======== Data excerpts

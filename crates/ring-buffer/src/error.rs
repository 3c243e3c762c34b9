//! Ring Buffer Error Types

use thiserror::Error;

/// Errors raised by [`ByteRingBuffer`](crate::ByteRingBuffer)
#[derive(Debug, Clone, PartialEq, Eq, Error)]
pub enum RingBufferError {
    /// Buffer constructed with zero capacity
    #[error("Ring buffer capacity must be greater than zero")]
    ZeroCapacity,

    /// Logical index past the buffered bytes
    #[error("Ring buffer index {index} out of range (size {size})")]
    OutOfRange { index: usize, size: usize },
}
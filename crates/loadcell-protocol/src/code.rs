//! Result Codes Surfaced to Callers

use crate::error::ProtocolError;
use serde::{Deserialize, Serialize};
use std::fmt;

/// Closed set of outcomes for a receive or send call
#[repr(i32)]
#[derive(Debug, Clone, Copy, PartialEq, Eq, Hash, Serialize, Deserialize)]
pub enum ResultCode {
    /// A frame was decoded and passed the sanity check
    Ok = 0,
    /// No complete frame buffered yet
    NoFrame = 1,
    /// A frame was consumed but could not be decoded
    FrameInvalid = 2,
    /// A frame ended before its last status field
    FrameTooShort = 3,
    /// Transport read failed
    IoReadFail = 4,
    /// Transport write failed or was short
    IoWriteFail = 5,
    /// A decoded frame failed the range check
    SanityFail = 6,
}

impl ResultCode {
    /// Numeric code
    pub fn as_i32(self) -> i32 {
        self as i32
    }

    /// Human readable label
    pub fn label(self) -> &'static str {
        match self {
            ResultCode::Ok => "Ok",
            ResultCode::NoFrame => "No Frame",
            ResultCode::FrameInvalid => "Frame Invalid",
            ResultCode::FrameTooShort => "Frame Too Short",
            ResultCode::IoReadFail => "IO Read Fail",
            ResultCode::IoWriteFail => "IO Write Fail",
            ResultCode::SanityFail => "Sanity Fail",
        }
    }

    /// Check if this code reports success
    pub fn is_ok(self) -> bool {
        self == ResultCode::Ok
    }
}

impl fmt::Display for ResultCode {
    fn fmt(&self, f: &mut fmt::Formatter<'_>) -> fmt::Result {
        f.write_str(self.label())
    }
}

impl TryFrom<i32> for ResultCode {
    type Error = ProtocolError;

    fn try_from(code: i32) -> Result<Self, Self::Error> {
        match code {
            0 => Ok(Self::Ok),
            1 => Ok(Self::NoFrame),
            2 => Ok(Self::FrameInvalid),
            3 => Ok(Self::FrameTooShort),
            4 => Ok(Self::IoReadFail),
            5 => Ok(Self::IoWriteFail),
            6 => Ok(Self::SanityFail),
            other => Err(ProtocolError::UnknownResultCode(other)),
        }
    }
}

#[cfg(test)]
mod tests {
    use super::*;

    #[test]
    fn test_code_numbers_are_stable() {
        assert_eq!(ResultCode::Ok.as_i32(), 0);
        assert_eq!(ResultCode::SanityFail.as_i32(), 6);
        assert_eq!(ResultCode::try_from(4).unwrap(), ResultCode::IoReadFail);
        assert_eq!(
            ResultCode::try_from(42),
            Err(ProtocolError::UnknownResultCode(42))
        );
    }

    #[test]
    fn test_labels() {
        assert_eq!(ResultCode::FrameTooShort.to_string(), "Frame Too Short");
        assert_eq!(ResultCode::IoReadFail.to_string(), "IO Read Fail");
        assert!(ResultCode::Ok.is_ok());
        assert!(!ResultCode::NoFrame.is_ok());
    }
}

================

Exercise prompt ▸ State the number of lines in the data above that include the word "enum", leaving out any other words.

Response area ▸ 2